A man posing as an art teacher along with two people he said were students held a security guard at gunpoint and forced him to help locate and steal the paintings at the Pretoria Art Museum yesterday morning, Pieter de Necker, a spokesman for the local mayor, said by phone today. The heist included works by South African artists Irma Stern, Gerard Sekoto, J.H. Pierneef, Maggie Laubser and Hugo Naude, he said.
“The value of the artworks influences criminal minds and we’ve seen exponential increases in values over the last five to 10 years,” Stefan Hundt, art adviser at Sanlam Private Investments, said in a telephone interview from Cape Town. “Most institutions have probably been lulled into a false sense of security, but this is a new turn in events. It could be the biggest art heist in South African history.”

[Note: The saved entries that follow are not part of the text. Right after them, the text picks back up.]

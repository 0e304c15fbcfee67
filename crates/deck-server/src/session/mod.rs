//! Session management for the wallet-gated dashboard.
//!
//! A session binds an opaque token to an authenticated wallet address for a
//! bounded time. Expiry is enforced by two independent paths sharing the same
//! store abstraction:
//!
//! - **Lazy expiry**: `verify` deletes an expired record the moment it is
//!   read, so a stale session can never authenticate a request even if the
//!   sweeper has not run yet.
//! - **Periodic sweep**: the `ExpirySweeper` purges expired records in the
//!   background to bound store size even when no one reads them.
//!
//! ## Architecture
//!
//! ```text
//! SessionManager
//! ├── SessionStore (trait)
//! │   └── MemoryStore (DashMap, sharded per-key locking)
//! └── SessionStats (atomic counters)
//! ExpirySweeper ──calls──▶ SessionManager::sweep_expired
//! ```

pub mod manager;
pub mod store;
pub mod sweeper;

pub use manager::{
    SessionError, SessionManager, SessionStatsSnapshot, SharedSessionManager, new_shared,
};
pub use store::{MemoryStore, Session, SessionStore, StoreError};
pub use sweeper::{ExpirySweeper, SweeperStatsSnapshot, spawn_sweeper};
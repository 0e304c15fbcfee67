//! Wire types for the exchange backend API.
//!
//! CRITICAL: All prices and quantities use `rust_decimal::Decimal`.
//! NEVER use f64 for financial math.
//!
//! The exchange serializes decimals as JSON strings, so every `Decimal`
//! field carries a string deserializer.

use rust_decimal::Decimal;
use serde::{Deserialize, Serialize};

/// 24h ticker for a single trading pair.
#[derive(Debug, Clone, PartialEq, Eq, Serialize, Deserialize)]
pub struct Ticker {
    /// Trading pair symbol (e.g., "BTC-USD").
    pub symbol: String,
    /// Last traded price.
    #[serde(deserialize_with = "deserialize_decimal_string")]
    pub last_price: Decimal,
    /// Price change over the last 24h, as a ratio (0.012 = +1.2%).
    #[serde(deserialize_with = "deserialize_decimal_string")]
    pub change_24h: Decimal,
    /// 24h high.
    #[serde(deserialize_with = "deserialize_decimal_string")]
    pub high_24h: Decimal,
    /// 24h low.
    #[serde(deserialize_with = "deserialize_decimal_string")]
    pub low_24h: Decimal,
    /// 24h traded volume in quote currency.
    #[serde(deserialize_with = "deserialize_decimal_string")]
    pub volume_24h: Decimal,
}

/// Aggregate market index (e.g., a sector or volatility index).
#[derive(Debug, Clone, PartialEq, Eq, Serialize, Deserialize)]
pub struct IndexPrice {
    /// Index name (e.g., "DEFI-10").
    pub name: String,
    #[serde(deserialize_with = "deserialize_decimal_string")]
    pub value: Decimal,
    /// Change over the last 24h, as a ratio.
    #[serde(deserialize_with = "deserialize_decimal_string")]
    pub change_24h: Decimal,
}

/// Asset balance for an account.
#[derive(Debug, Clone, PartialEq, Eq, Serialize, Deserialize)]
pub struct Balance {
    /// Asset symbol (e.g., "USDC").
    pub asset: String,
    /// Freely available amount.
    #[serde(deserialize_with = "deserialize_decimal_string")]
    pub free: Decimal,
    /// Amount locked in open orders.
    #[serde(deserialize_with = "deserialize_decimal_string")]
    pub locked: Decimal,
}

/// Direction of an open position.
#[derive(Debug, Clone, Copy, PartialEq, Eq, Serialize, Deserialize)]
#[serde(rename_all = "lowercase")]
pub enum PositionSide {
    Long,
    Short,
}

impl PositionSide {
    pub fn as_str(&self) -> &'static str {
        match self {
            PositionSide::Long => "long",
            PositionSide::Short => "short",
        }
    }
}

impl std::fmt::Display for PositionSide {
    fn fmt(&self, f: &mut std::fmt::Formatter<'_>) -> std::fmt::Result {
        write!(f, "{}", self.as_str())
    }
}

/// Open position for an account.
#[derive(Debug, Clone, PartialEq, Eq, Serialize, Deserialize)]
pub struct Position {
    /// Trading pair symbol.
    pub symbol: String,
    pub side: PositionSide,
    #[serde(deserialize_with = "deserialize_decimal_string")]
    pub size: Decimal,
    #[serde(deserialize_with = "deserialize_decimal_string")]
    pub entry_price: Decimal,
    #[serde(deserialize_with = "deserialize_decimal_string")]
    pub mark_price: Decimal,
    #[serde(deserialize_with = "deserialize_decimal_string")]
    pub unrealized_pnl: Decimal,
}

/// Helper to deserialize decimal from string.
pub(crate) fn deserialize_decimal_string<'de, D>(deserializer: D) -> Result<Decimal, D::Error>
where
    D: serde::Deserializer<'de>,
{
    let s: String = serde::Deserialize::deserialize(deserializer)?;
    s.parse::<Decimal>().map_err(serde::de::Error::custom)
}
//! Deck server: wallet-gated trading dashboard backend.
//!
//! Every protected request resolves an authenticated wallet identity from a
//! session cookie, then reads market data through a staleness-aware cache in
//! front of an unreliable exchange backend.
//!
//! ## Modules
//!
//! - `config`: Configuration loading and validation
//! - `session`: Session store, manager, and background expiry sweeper
//! - `market`: Snapshot cache, provider seam, and fetch-or-serve aggregator
//! - `dashboard`: axum HTTP surface (auth middleware, routes, server)

pub mod config;
pub mod dashboard;
pub mod market;
pub mod session;

pub use config::DeckConfig;
pub use dashboard::{AppState, create_router, run_server, spawn_server};
pub use market::{
    DataSource, Freshness, MarketAggregator, MarketCache, MarketError, MarketPayload,
    MarketProvider, MarketSummary, ProviderError, QueryKey, Served, Snapshot,
};
pub use session::{
    ExpirySweeper, MemoryStore, Session, SessionError, SessionManager, SessionStore,
    SharedSessionManager, StoreError, spawn_sweeper,
};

Images of the criminals’ faces weren’t recorded because the gallery’s closed-circuit television system broke down on Nov. 8. De Necker said.
“We have informed Interpol,” he said. “It’s a definite call to not just our own museum but various art galleries to increase security.”
The thieves sound like “an incompetent lot,” Hundt said, after it was reported that they left Irma Stern’s “Two Malay Musicians,” a painting valued at 12 million rand, on the sidewalk due to lack of space in the getaway car. While Stern’s work was the most valuable piece in the museum, other works by some of South Africa’s best-known artists, including those by William Kentridge, Walter Battiss and Robert Hodgins, were left untouched.
In 1997, an Irma Stern would sell for about 200,000 rand, Hundt said. “Now people are prepared to pay up to 20 million rand,” he said. “There has been a 10-fold increase in the value of some works lately -- all the big names have seen incredible price hikes.”
The stolen artworks are probably still in South Africa, according to both De Necker and Hundt. “It’s usually South Africans or expat South Africans who buy these artists,” Hundt said.
The paintings were all owned by the municipality, the City of Tshwane, and were insured, De Necker said. He said he had yet to hear of any progress from the police.